──────── EXCERPTED DATA

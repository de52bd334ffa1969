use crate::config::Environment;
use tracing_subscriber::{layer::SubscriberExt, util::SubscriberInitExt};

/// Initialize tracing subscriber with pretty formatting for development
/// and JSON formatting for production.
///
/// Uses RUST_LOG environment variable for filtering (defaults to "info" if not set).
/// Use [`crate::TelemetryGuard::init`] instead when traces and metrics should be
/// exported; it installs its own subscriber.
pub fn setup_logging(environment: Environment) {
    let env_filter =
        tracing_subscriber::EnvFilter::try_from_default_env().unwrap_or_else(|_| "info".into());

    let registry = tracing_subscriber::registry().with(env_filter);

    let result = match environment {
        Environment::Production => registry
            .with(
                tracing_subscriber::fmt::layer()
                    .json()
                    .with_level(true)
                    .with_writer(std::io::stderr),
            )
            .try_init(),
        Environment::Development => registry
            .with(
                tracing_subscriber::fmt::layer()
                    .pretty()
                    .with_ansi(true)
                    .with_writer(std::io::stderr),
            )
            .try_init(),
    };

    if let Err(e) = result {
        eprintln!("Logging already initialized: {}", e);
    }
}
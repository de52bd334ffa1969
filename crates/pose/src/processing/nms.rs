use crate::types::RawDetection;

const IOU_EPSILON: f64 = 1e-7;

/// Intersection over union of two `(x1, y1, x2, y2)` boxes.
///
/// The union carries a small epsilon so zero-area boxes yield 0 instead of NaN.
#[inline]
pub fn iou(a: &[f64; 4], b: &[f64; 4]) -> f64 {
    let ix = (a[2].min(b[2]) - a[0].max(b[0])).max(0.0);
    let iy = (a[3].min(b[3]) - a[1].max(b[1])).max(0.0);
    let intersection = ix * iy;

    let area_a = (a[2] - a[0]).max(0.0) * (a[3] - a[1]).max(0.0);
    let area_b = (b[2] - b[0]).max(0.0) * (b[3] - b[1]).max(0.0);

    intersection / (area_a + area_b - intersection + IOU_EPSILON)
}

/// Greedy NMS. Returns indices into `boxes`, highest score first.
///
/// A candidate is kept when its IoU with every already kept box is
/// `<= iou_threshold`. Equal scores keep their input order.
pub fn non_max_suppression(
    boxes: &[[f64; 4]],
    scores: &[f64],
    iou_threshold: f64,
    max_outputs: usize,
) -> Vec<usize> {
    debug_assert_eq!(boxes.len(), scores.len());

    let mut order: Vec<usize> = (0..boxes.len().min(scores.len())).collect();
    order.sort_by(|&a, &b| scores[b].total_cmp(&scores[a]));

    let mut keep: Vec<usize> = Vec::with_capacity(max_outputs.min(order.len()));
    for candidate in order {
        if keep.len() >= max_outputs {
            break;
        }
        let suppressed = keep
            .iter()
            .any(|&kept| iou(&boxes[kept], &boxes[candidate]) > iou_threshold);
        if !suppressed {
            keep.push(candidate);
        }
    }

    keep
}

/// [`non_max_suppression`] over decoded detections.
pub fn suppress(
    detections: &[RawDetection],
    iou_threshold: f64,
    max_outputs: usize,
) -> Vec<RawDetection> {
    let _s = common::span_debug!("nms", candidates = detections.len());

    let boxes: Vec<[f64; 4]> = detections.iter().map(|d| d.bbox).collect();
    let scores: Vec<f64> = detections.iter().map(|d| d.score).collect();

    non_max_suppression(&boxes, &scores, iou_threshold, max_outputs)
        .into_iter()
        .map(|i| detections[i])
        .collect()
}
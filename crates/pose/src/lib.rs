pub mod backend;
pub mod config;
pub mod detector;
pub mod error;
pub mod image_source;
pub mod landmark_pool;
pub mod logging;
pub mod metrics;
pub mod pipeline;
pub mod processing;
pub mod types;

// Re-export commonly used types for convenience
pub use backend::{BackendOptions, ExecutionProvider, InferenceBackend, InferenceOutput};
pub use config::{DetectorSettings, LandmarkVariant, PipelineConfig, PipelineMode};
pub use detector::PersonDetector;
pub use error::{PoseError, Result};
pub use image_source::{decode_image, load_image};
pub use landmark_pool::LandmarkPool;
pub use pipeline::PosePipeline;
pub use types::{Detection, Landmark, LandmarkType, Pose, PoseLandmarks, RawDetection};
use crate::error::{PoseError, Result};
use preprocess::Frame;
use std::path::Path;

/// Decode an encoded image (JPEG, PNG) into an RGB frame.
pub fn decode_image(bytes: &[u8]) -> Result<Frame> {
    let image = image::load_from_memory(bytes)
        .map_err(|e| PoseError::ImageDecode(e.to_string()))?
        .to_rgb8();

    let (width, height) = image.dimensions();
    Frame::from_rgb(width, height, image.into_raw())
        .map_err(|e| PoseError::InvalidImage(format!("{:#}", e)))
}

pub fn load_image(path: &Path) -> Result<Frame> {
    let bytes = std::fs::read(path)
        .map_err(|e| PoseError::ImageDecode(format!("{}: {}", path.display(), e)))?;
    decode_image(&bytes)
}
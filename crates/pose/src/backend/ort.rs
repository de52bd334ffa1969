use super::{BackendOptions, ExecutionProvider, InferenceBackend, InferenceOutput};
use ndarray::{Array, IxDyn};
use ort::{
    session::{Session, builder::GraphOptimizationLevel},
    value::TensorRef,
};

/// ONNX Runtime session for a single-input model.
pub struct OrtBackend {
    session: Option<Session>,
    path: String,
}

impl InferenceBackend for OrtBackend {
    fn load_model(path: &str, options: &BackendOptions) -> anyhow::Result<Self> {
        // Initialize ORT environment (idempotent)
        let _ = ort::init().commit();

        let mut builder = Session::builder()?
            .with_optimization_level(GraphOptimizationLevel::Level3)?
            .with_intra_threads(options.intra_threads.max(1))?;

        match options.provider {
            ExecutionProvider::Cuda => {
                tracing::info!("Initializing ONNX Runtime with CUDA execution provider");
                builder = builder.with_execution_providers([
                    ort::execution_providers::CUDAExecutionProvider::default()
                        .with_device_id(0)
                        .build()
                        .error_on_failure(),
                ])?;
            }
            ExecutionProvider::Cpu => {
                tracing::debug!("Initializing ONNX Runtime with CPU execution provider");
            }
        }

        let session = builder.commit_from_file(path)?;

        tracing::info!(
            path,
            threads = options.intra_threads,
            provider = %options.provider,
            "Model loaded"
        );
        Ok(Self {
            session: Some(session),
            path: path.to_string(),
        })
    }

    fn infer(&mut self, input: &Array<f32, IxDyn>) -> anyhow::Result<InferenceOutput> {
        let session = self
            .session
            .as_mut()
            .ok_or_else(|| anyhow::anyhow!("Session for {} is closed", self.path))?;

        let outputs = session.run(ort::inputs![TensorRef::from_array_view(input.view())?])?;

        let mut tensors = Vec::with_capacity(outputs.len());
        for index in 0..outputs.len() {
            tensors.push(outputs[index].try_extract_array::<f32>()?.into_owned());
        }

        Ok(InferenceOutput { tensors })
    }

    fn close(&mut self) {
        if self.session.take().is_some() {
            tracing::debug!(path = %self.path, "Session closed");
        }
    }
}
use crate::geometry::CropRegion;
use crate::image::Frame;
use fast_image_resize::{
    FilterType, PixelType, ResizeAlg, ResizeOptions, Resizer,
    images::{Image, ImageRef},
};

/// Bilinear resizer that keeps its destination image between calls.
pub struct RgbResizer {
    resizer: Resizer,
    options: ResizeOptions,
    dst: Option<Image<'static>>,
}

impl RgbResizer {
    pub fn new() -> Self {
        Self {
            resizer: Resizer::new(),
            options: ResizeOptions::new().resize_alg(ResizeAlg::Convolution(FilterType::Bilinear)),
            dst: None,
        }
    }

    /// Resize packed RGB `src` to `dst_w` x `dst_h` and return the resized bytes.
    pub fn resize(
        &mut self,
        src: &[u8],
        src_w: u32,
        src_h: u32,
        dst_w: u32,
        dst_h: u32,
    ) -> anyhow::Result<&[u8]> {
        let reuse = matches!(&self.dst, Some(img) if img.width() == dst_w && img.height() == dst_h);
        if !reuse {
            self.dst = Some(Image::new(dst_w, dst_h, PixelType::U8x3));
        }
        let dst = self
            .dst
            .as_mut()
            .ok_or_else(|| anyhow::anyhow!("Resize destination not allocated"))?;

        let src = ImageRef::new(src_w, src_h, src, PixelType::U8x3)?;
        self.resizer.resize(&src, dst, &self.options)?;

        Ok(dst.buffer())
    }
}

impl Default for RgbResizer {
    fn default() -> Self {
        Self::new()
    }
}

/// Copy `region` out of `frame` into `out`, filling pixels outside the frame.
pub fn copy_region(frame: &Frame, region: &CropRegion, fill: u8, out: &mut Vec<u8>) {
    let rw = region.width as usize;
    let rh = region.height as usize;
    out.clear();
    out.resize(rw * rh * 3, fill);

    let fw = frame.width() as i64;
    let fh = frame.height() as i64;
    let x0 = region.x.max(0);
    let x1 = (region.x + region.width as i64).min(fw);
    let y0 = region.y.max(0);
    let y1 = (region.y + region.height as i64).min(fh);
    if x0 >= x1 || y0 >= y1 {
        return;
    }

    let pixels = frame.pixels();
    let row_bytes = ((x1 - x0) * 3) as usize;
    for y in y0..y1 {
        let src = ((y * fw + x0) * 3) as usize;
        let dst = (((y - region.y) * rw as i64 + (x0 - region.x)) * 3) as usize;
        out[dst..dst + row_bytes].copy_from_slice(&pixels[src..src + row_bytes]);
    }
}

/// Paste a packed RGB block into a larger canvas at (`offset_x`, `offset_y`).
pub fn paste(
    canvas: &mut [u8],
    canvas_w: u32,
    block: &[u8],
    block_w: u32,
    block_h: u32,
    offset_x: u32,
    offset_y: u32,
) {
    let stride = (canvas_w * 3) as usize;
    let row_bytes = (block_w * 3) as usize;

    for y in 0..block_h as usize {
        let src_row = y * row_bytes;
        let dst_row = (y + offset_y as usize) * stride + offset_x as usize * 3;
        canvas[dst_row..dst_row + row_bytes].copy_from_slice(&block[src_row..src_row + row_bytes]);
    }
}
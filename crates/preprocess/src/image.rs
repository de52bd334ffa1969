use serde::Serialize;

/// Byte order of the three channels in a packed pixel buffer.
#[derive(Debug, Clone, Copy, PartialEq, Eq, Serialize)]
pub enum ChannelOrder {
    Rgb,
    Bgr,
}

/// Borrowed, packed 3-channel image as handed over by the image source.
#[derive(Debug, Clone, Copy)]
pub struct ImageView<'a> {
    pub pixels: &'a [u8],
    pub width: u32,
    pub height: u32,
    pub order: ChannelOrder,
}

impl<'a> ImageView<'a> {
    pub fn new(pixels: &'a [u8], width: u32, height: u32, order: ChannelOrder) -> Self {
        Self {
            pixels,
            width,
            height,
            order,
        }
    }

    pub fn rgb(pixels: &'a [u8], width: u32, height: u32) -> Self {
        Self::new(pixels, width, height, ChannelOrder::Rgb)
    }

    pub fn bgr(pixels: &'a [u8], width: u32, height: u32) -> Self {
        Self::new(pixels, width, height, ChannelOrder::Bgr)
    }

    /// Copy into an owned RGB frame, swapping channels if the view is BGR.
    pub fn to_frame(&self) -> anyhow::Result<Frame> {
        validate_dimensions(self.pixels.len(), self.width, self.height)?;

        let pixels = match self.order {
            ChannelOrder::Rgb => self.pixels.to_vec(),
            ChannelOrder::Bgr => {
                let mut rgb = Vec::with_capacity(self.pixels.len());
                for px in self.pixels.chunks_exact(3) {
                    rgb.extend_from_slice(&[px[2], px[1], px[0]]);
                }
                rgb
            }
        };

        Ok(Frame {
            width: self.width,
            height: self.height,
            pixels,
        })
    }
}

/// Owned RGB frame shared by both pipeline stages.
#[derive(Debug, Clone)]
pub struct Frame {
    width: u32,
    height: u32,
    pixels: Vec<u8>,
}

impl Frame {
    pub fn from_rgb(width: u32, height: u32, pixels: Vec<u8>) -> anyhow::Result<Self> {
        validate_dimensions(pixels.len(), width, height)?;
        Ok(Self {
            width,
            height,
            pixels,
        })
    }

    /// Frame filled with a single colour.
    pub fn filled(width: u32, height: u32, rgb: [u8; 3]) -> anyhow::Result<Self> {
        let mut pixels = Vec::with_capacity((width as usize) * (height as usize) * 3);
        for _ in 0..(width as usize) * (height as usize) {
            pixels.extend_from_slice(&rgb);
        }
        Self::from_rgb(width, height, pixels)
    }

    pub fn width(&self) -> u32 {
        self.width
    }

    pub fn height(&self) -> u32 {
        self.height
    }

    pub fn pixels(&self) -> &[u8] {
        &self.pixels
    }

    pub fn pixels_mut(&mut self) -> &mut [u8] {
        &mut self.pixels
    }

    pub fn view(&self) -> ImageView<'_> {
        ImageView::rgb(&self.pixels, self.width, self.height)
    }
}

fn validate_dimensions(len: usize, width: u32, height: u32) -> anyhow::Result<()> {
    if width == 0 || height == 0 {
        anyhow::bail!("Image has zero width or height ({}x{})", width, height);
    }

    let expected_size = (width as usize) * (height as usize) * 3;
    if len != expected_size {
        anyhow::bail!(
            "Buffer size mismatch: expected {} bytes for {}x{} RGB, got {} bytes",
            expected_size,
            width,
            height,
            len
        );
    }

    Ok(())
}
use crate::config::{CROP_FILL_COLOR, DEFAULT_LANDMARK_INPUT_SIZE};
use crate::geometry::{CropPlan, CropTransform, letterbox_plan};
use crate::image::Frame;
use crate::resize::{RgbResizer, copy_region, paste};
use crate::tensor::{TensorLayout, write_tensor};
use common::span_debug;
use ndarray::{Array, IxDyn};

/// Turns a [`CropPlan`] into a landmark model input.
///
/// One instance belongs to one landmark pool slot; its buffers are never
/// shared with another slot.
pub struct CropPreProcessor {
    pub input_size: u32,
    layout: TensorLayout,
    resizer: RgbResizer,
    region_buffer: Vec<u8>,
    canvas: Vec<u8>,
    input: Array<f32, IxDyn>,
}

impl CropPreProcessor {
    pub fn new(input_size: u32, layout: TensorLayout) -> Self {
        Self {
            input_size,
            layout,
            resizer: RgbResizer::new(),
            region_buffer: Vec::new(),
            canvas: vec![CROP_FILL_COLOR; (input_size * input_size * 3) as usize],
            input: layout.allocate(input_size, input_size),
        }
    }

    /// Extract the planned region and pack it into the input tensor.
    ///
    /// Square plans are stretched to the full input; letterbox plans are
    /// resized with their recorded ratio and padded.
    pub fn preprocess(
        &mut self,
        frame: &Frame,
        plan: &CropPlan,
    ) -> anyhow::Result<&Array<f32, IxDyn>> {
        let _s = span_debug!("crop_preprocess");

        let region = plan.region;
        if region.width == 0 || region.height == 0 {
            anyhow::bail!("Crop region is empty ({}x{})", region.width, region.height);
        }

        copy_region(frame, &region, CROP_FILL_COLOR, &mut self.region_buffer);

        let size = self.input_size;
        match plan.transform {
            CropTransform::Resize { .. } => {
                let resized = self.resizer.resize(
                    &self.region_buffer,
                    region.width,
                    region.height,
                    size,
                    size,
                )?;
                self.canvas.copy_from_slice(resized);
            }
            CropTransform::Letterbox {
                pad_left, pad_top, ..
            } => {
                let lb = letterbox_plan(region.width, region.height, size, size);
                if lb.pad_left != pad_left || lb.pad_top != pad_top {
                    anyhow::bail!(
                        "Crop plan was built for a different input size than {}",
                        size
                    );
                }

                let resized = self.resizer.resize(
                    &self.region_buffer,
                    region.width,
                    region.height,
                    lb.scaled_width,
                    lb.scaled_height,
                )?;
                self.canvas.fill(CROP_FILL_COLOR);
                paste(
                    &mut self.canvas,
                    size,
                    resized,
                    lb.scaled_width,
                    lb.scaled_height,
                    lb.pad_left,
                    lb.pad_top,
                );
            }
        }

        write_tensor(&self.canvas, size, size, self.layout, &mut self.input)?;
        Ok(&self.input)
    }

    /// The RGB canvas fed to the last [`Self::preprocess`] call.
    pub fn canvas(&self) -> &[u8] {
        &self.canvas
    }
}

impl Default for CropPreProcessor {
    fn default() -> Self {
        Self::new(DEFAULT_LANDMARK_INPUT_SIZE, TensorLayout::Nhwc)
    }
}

────────────────

Write out every line in the data that holds the string "already".

**SOLUTION FOR THIS EXERCISE**.
        eprintln!("Logging already initialized: {}", e);
/// A candidate is kept when its IoU with every already kept box is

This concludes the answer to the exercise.